Copy word for word, please, the lines of the entries below running from the one containing "pub fn inc(&self, n: i64)" to the one containing "their durations (nanoseconds).", both ends included.

SUPPLIED DATA Block Start

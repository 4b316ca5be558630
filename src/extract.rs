//! Turns one metric into the `(statistic, value)` pairs it contributes.
//!
//! Integers are rendered in plain decimal. Floats use Rust's shortest
//! round-trip form with a fractional part always present (`2.0`, `0.125`),
//! exponent form for very large or very small magnitudes (`1e20`), and
//! `NaN` / `inf` / `-inf` for non-finite values. No rounding is applied.

use crate::keys::Statistic;
use crate::metrics::{GaugeValue, HistogramSnapshot, MeterSnapshot, Metric, Snapshot, TimerSnapshot};
use crate::units::Units;

pub type Pair = (Statistic, String);

/// Dispatches to the extractor matching the metric's kind.
pub fn extract(metric: Metric<'_>, units: &Units) -> Vec<Pair> {
    match metric {
        Metric::Gauge(value) => gauge(value),
        Metric::Counter(count) => counter(count),
        Metric::Histogram(histogram) => self::histogram(histogram),
        Metric::Meter(meter) => self::meter(meter, units),
        Metric::Timer(timer) => self::timer(timer, units),
    }
}

pub fn gauge(value: &GaugeValue) -> Vec<Pair> {
    vec![(Statistic::Value, value.to_string())]
}

pub fn counter(count: i64) -> Vec<Pair> {
    vec![(Statistic::Count, count.to_string())]
}

pub fn meter(meter: &MeterSnapshot, units: &Units) -> Vec<Pair> {
    rates(meter, units)
}

pub fn histogram(histogram: &HistogramSnapshot) -> Vec<Pair> {
    let stats = histogram.snapshot.statistics();

    vec![
        (Statistic::Count, histogram.count.to_string()),
        (Statistic::Min, stats.min.to_string()),
        (Statistic::Max, stats.max.to_string()),
        (Statistic::Mean, format_float(stats.mean)),
        (Statistic::StdDev, format_float(stats.stddev)),
        (Statistic::Median, format_float(stats.median)),
        (Statistic::P75, format_float(stats.p75)),
        (Statistic::P95, format_float(stats.p95)),
        (Statistic::P98, format_float(stats.p98)),
        (Statistic::P99, format_float(stats.p99)),
        (Statistic::P999, format_float(stats.p999)),
    ]
}

/// Rate side first, then the duration distribution. Both sides produce
/// `:mean`; the duration mean comes last and is the one left in the store.
pub fn timer(timer: &TimerSnapshot, units: &Units) -> Vec<Pair> {
    let mut pairs = rates(&timer.rates, units);
    pairs.extend(durations(&timer.durations, units));
    pairs
}

fn rates(meter: &MeterSnapshot, units: &Units) -> Vec<Pair> {
    vec![
        (Statistic::Count, meter.count.to_string()),
        (Statistic::Mean, format_float(units.convert_rate(meter.mean_rate))),
        (
            Statistic::OneMinuteAverage,
            format_float(units.convert_rate(meter.one_minute_rate)),
        ),
        (
            Statistic::FiveMinuteAverage,
            format_float(units.convert_rate(meter.five_minute_rate)),
        ),
        (
            Statistic::FifteenMinuteAverage,
            format_float(units.convert_rate(meter.fifteen_minute_rate)),
        ),
    ]
}

fn durations(snapshot: &Snapshot, units: &Units) -> Vec<Pair> {
    let stats = snapshot.statistics();
    let convert = |nanos: f64| format_float(units.convert_duration(nanos));

    vec![
        (Statistic::Min, convert(stats.min as f64)),
        (Statistic::Max, convert(stats.max as f64)),
        (Statistic::Mean, convert(stats.mean)),
        (Statistic::StdDev, convert(stats.stddev)),
        (Statistic::Median, convert(stats.median)),
        (Statistic::P75, convert(stats.p75)),
        (Statistic::P95, convert(stats.p95)),
        (Statistic::P98, convert(stats.p98)),
        (Statistic::P99, convert(stats.p99)),
        (Statistic::P999, convert(stats.p999)),
    ]
}

pub fn format_float(value: f64) -> String {
    format!("{value:?}")
}
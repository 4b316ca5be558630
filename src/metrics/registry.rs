use std::collections::BTreeMap;
use std::sync::atomic::{AtomicI64, AtomicU64, Ordering};
use std::sync::Arc;
use std::time::Duration;

use parking_lot::Mutex;

use super::clock::{Clock, SystemClock};
use super::meter::Meter;
use super::reservoir::{UniformReservoir, DEFAULT_SIZE};
use super::{GaugeValue, HistogramSnapshot, MetricGroups, MetricKind, TimerSnapshot};
use crate::filter::MetricFilter;

// ─── Instruments ─────────────────────────────────────────────────

/// Integer count that can move both ways.
#[derive(Debug, Default)]
pub struct Counter {
    count: AtomicI64,
}

impl Counter {
    pub fn inc(&self, n: i64) {
        self.count.fetch_add(n, Ordering::Relaxed);
    }

    pub fn dec(&self, n: i64) {
        self.count.fetch_sub(n, Ordering::Relaxed);
    }

    pub fn count(&self) -> i64 {
        self.count.load(Ordering::Relaxed)
    }
}

/// Distribution of values, sampled into a uniform reservoir.
pub struct Histogram {
    count: AtomicU64,
    reservoir: UniformReservoir,
}

impl Histogram {
    pub fn new(reservoir: UniformReservoir) -> Self {
        Self {
            count: AtomicU64::new(0),
            reservoir,
        }
    }

    pub fn update(&self, value: i64) {
        self.count.fetch_add(1, Ordering::Relaxed);
        self.reservoir.update(value);
    }

    /// Every value ever recorded, not just the sampled ones.
    pub fn count(&self) -> u64 {
        self.count.load(Ordering::Relaxed)
    }

    pub fn snapshot(&self) -> HistogramSnapshot {
        HistogramSnapshot {
            count: self.count(),
            snapshot: self.reservoir.snapshot(),
        }
    }
}

/// Meter of invocations plus a histogram of their durations (nanoseconds).
pub struct Timer {
    clock: Arc<dyn Clock>,
    meter: Meter,
    histogram: Histogram,
}

impl Timer {
    pub fn new(clock: Arc<dyn Clock>, reservoir: UniformReservoir) -> Self {
        Self {
            meter: Meter::new(clock.clone()),
            histogram: Histogram::new(reservoir),
            clock,
        }
    }

    pub fn update(&self, elapsed: Duration) {
        let nanos = i64::try_from(elapsed.as_nanos()).unwrap_or(i64::MAX);
        self.histogram.update(nanos);
        self.meter.mark(1);
    }

    /// Starts timing; the duration is recorded when the context is
    /// stopped or dropped.
    pub fn time(&self) -> TimerContext<'_> {
        TimerContext {
            timer: self,
            start: self.clock.tick(),
            stopped: false,
        }
    }

    pub fn count(&self) -> u64 {
        self.meter.count()
    }

    pub fn snapshot(&self) -> TimerSnapshot {
        TimerSnapshot {
            rates: self.meter.snapshot(),
            durations: self.histogram.reservoir.snapshot(),
        }
    }
}

/// An in-flight timing started by [`Timer::time`].
pub struct TimerContext<'a> {
    timer: &'a Timer,
    start: u64,
    stopped: bool,
}

impl TimerContext<'_> {
    pub fn stop(mut self) -> Duration {
        self.record()
    }

    fn record(&mut self) -> Duration {
        self.stopped = true;
        let elapsed = Duration::from_nanos(self.timer.clock.tick().saturating_sub(self.start));
        self.timer.update(elapsed);
        elapsed
    }
}

impl Drop for TimerContext<'_> {
    fn drop(&mut self) {
        if !self.stopped {
            self.record();
        }
    }
}

type GaugeFn = Arc<dyn Fn() -> GaugeValue + Send + Sync>;

// ─── Registry ────────────────────────────────────────────────────

/// Thread-safe home of every named metric.
/// Instrumented code grabs handles, the reporter calls `snapshot()`.
pub struct Registry {
    clock: Arc<dyn Clock>,
    inner: Mutex<Inner>,
}

#[derive(Default)]
struct Inner {
    gauges: BTreeMap<String, GaugeFn>,
    counters: BTreeMap<String, Arc<Counter>>,
    histograms: BTreeMap<String, Arc<Histogram>>,
    meters: BTreeMap<String, Arc<Meter>>,
    timers: BTreeMap<String, Arc<Timer>>,
}

impl Registry {
    pub fn new() -> Self {
        Self::with_clock(Arc::new(SystemClock::new()))
    }

    pub fn with_clock(clock: Arc<dyn Clock>) -> Self {
        Self {
            clock,
            inner: Mutex::new(Inner::default()),
        }
    }

    pub fn clock(&self) -> &Arc<dyn Clock> {
        &self.clock
    }

    /// Registers (or replaces) a gauge read through `read` at report time.
    pub fn gauge<F, V>(&self, name: impl Into<String>, read: F)
    where
        F: Fn() -> V + Send + Sync + 'static,
        V: Into<GaugeValue>,
    {
        let read: GaugeFn = Arc::new(move || read().into());
        self.inner.lock().gauges.insert(name.into(), read);
    }

    pub fn counter(&self, name: &str) -> Arc<Counter> {
        let mut inner = self.inner.lock();
        inner.counters.entry(name.to_owned()).or_default().clone()
    }

    pub fn histogram(&self, name: &str) -> Arc<Histogram> {
        let mut inner = self.inner.lock();
        inner
            .histograms
            .entry(name.to_owned())
            .or_insert_with(|| Arc::new(Histogram::new(UniformReservoir::new(DEFAULT_SIZE))))
            .clone()
    }

    pub fn meter(&self, name: &str) -> Arc<Meter> {
        let mut inner = self.inner.lock();
        let clock = self.clock.clone();
        inner
            .meters
            .entry(name.to_owned())
            .or_insert_with(|| Arc::new(Meter::new(clock)))
            .clone()
    }

    pub fn timer(&self, name: &str) -> Arc<Timer> {
        let mut inner = self.inner.lock();
        let clock = self.clock.clone();
        inner
            .timers
            .entry(name.to_owned())
            .or_insert_with(|| Arc::new(Timer::new(clock, UniformReservoir::new(DEFAULT_SIZE))))
            .clone()
    }

    /// Drops the metric of the given kind. Returns whether it existed.
    pub fn remove(&self, name: &str, kind: MetricKind) -> bool {
        let mut inner = self.inner.lock();
        match kind {
            MetricKind::Gauge => inner.gauges.remove(name).is_some(),
            MetricKind::Counter => inner.counters.remove(name).is_some(),
            MetricKind::Histogram => inner.histograms.remove(name).is_some(),
            MetricKind::Meter => inner.meters.remove(name).is_some(),
            MetricKind::Timer => inner.timers.remove(name).is_some(),
        }
    }

    /// Captures the current value of every metric accepted by `filter`.
    ///
    /// Handles are collected under the lock; gauge callbacks and instrument
    /// snapshots run after it is released.
    pub fn snapshot(&self, filter: &dyn MetricFilter) -> MetricGroups {
        let (gauges, counters, histograms, meters, timers) = {
            let inner = self.inner.lock();
            (
                accepted(&inner.gauges, MetricKind::Gauge, filter),
                accepted(&inner.counters, MetricKind::Counter, filter),
                accepted(&inner.histograms, MetricKind::Histogram, filter),
                accepted(&inner.meters, MetricKind::Meter, filter),
                accepted(&inner.timers, MetricKind::Timer, filter),
            )
        };

        MetricGroups {
            gauges: gauges.into_iter().map(|(n, read)| (n, read())).collect(),
            counters: counters.into_iter().map(|(n, c)| (n, c.count())).collect(),
            histograms: histograms.into_iter().map(|(n, h)| (n, h.snapshot())).collect(),
            meters: meters.into_iter().map(|(n, m)| (n, m.snapshot())).collect(),
            timers: timers.into_iter().map(|(n, t)| (n, t.snapshot())).collect(),
        }
    }
}

impl Default for Registry {
    fn default() -> Self {
        Self::new()
    }
}

fn accepted<T: Clone>(
    group: &BTreeMap<String, T>,
    kind: MetricKind,
    filter: &dyn MetricFilter,
) -> Vec<(String, T)> {
    group
        .iter()
        .filter(|(name, _)| filter.matches(name, kind))
        .map(|(name, metric)| (name.clone(), metric.clone()))
        .collect()
}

SUPPLIED DATA Block End

_THE COMPLETED TASK_:
    pub fn inc(&self, n: i64) {
        self.count.fetch_add(n, Ordering::Relaxed);
    }

    pub fn dec(&self, n: i64) {
        self.count.fetch_sub(n, Ordering::Relaxed);
    }

    pub fn count(&self) -> i64 {
        self.count.load(Ordering::Relaxed)
    }
}

/// Distribution of values, sampled into a uniform reservoir.
pub struct Histogram {
    count: AtomicU64,
    reservoir: UniformReservoir,
}

impl Histogram {
    pub fn new(reservoir: UniformReservoir) -> Self {
        Self {
            count: AtomicU64::new(0),
            reservoir,
        }
    }

    pub fn update(&self, value: i64) {
        self.count.fetch_add(1, Ordering::Relaxed);
        self.reservoir.update(value);
    }

    /// Every value ever recorded, not just the sampled ones.
    pub fn count(&self) -> u64 {
        self.count.load(Ordering::Relaxed)
    }

    pub fn snapshot(&self) -> HistogramSnapshot {
        HistogramSnapshot {
            count: self.count(),
            snapshot: self.reservoir.snapshot(),
        }
    }
}

/// Meter of invocations plus a histogram of their durations (nanoseconds).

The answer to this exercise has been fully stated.